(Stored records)
*****

//! Checkout Config

use std::time::Duration;

use clap::Args;
use smarthvac::checkout::{CheckoutConfig, payment::DEFAULT_APPROVAL_RATE};

/// Simulated gateway settings.
#[derive(Debug, Args)]
pub struct CheckoutArgs {
    /// Artificial payment processing delay in milliseconds
    #[arg(long, env = "SMARTHVAC_PROCESSING_DELAY_MS", default_value_t = 1_500_u64)]
    pub processing_delay_ms: u64,

    /// Share of payments approved, in range [0.0, 1.0]
    #[arg(long, env = "SMARTHVAC_APPROVAL_RATE", default_value_t = DEFAULT_APPROVAL_RATE)]
    pub approval_rate: f64,
}

impl CheckoutArgs {
    /// Library checkout settings
    pub fn config(&self) -> CheckoutConfig {
        CheckoutConfig {
            processing_delay: Duration::from_millis(self.processing_delay_ms),
            approval_rate: self.approval_rate,
        }
    }
}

*****

**PROBLEM REQUIREMENTS:** The span to give again runs from the line with "pub fn config(&self)" through the last line of the records above; reproduce it exactly and nothing more.

**TASK OUTPUT:**
    pub fn config(&self) -> CheckoutConfig {
        CheckoutConfig {
            processing_delay: Duration::from_millis(self.processing_delay_ms),
            approval_rate: self.approval_rate,
        }
    }
}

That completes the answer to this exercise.